Interview mit dem neunzigjährigen Bischof Aloysius Jin Luxian
Der Marathonläufer der kleinen Schritte
Interview mit Bischof Aloysius Jin Luxian von Gianni Valente
Der Sekretärin von
Msgr. Aloysius Jin Luxian gefällt der riesige Teller mit der Abbildung
von Papst Ratzinger eigentlich nicht, sie findet ihn kitschig. Aber seinen
Freunden ist zu seinem 20jährigen Bischofsjubiläum eben kein
besseres Geschenk eingefallen.
Noch bis vor kurzem wäre der ein oder andere über dieses „Souvenir“ vielleicht konsterniert gewesen. Ist es doch ein Geschenk zum Gedächtnis einer Bischofsweihe, die der damals 70jährige Jesuit 1985 zwar mit Zustimmung der Regierung Pekings, aber ohne apostolisches Mandat, also ohne Genehmigung des Bischofs von Rom, erhalten hat.

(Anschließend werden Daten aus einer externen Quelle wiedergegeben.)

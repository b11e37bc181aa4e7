//! Error types for spawnline.

use thiserror::Error;

use crate::execution::ConsumptionMode;
use crate::output::OutputSource;

/// Main error type for spawnline operations.
///
/// Failures of a running subprocess are reported as
/// [`SubprocessError`](crate::SubprocessError); this enum covers configuration
/// and usage errors, and is the `cause` attached to a `SubprocessError`.
#[derive(Error, Debug)]
pub enum SpawnError {
    /// Options rejected before anything was launched.
    #[error("invalid options for `{command}`: {reason}")]
    InvalidOptions { command: String, reason: String },

    /// `invoke` was called outside of a tokio runtime.
    #[error("no tokio runtime is running: `{0}` cannot be spawned")]
    NoRuntime(String),

    /// Options file could not be read.
    #[error("failed to read options file: {0}")]
    OptionsFileIo(#[source] std::io::Error),

    /// Options file could not be parsed.
    #[error("failed to parse options file: {0}")]
    OptionsFile(#[from] serde_json::Error),

    /// I/O error.
    #[error("I/O error: {0}")]
    Io(#[from] std::io::Error),

    /// A line sequence was requested after the output consumption was decided.
    #[error("the output lines must be iterated right away, before the subprocess is awaited")]
    LateIteration,

    /// The line sequence of a stream was already handed out.
    #[error("the {0:?} line sequence was already taken")]
    LinesTaken(OutputSource),

    /// Invalid consumption mode transition attempted.
    #[error("invalid consumption mode transition from {from:?} to {to:?}")]
    InvalidModeTransition {
        from: ConsumptionMode,
        to: ConsumptionMode,
    },

    /// The downstream command of a pipeline does not read from a pipe.
    #[error("the \"stdin\" option must be \"pipe\" on every command after the first one in the pipeline")]
    DownstreamInputNotPiped,

    /// The upstream command of a pipeline does not write to a pipe.
    #[error("the \"stdout\" option must be \"pipe\" on every command before the last one in the pipeline")]
    UpstreamOutputNotPiped,

    /// The upstream output was already consumed when the pipeline was built.
    #[error("the upstream command output was consumed before it could be piped")]
    UpstreamOutputConsumed,

    /// The driver task ended without settling.
    #[error("subprocess task ended before settling")]
    Abandoned,
}

impl SpawnError {
    /// Whether this error comes from a misconfigured pipeline.
    pub fn is_pipeline_config(&self) -> bool {
        matches!(
            self,
            Self::DownstreamInputNotPiped | Self::UpstreamOutputNotPiped | Self::UpstreamOutputConsumed
        )
    }
}

/// Convenience Result type for spawnline operations.
pub type Result<T> = std::result::Result<T, SpawnError>;

#[cfg(test)]
mod tests {
    use super::*;

    #[test]
    fn test_invalid_options_display() {
        let err = SpawnError::InvalidOptions {
            command: "ls -la".into(),
            reason: "empty program".into(),
        };
        assert!(err.to_string().contains("ls -la"));
        assert!(err.to_string().contains("empty program"));
    }

    #[test]
    fn test_late_iteration_display() {
        let err = SpawnError::LateIteration;
        assert!(err.to_string().contains("iterated right away"));
    }

    #[test]
    fn test_io_error_conversion() {
        let io_err = std::io::Error::new(std::io::ErrorKind::NotFound, "file not found");
        let err: SpawnError = io_err.into();
        assert!(matches!(err, SpawnError::Io(_)));
        assert!(err.to_string().contains("I/O error"));
    }

    #[test]
    fn test_pipeline_errors_name_the_end() {
        assert!(SpawnError::DownstreamInputNotPiped
            .to_string()
            .contains("\"stdin\""));
        assert!(SpawnError::UpstreamOutputNotPiped
            .to_string()
            .contains("\"stdout\""));
        assert!(SpawnError::UpstreamOutputConsumed.is_pipeline_config());
        assert!(!SpawnError::LateIteration.is_pipeline_config());
    }

    #[test]
    fn test_lines_taken_display() {
        let err = SpawnError::LinesTaken(OutputSource::Stderr);
        assert!(err.to_string().contains("Stderr"));
    }
}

Doch heute weiß er – wie er in dem
nachfolgenden Interview meint –, als Bischof des apostolischen Stuhls
implicite
anerkannt zu sein. Und sogar der Riesenteller mit der Abbildung des
den Segen spendenden neuen Papstes erscheint ihm nicht als
übertriebenes Geschenk – einem wie ihm, der fast fünf
Jahrzehnte im Gefängnis und unter Hausarrest zubringen mußte und
sich weitere zwanzig Jahre lang in Grenzgebieten und Grauzonen voller
Zwistigkeiten aller Art bewegte. Immerhin hat er ad maiorem Dei gloriam auch ein stilles
Martyrium ertragen; damals, als man ihn bezichtigte, Usurpator des Heiligen
zu sein, mit den Verfolgern der Kirche zu sympathisieren. Zwistigkeiten und
Ungerechtigkeiten, die auch dank der mutigen Weisheit jenes sensus fidei überwunden
werden konnten, der ihn vor Beginn des Interviews sagen läßt,
daß „man nicht die ganze Wahrheit sagen kann, weil man Gefahr
läuft, der Kirche wehzutun“, und daß „man niemals
vergessen darf, daß in China alles seine Zeit braucht. Und wer sich
Zeit nimmt, der wird es auch weit bringen.“
Eigentlich stand der Name Ihres Nachfolgers schon seit Jahren fest. Warum hat das Ganze dann trotzdem so lange gedauert?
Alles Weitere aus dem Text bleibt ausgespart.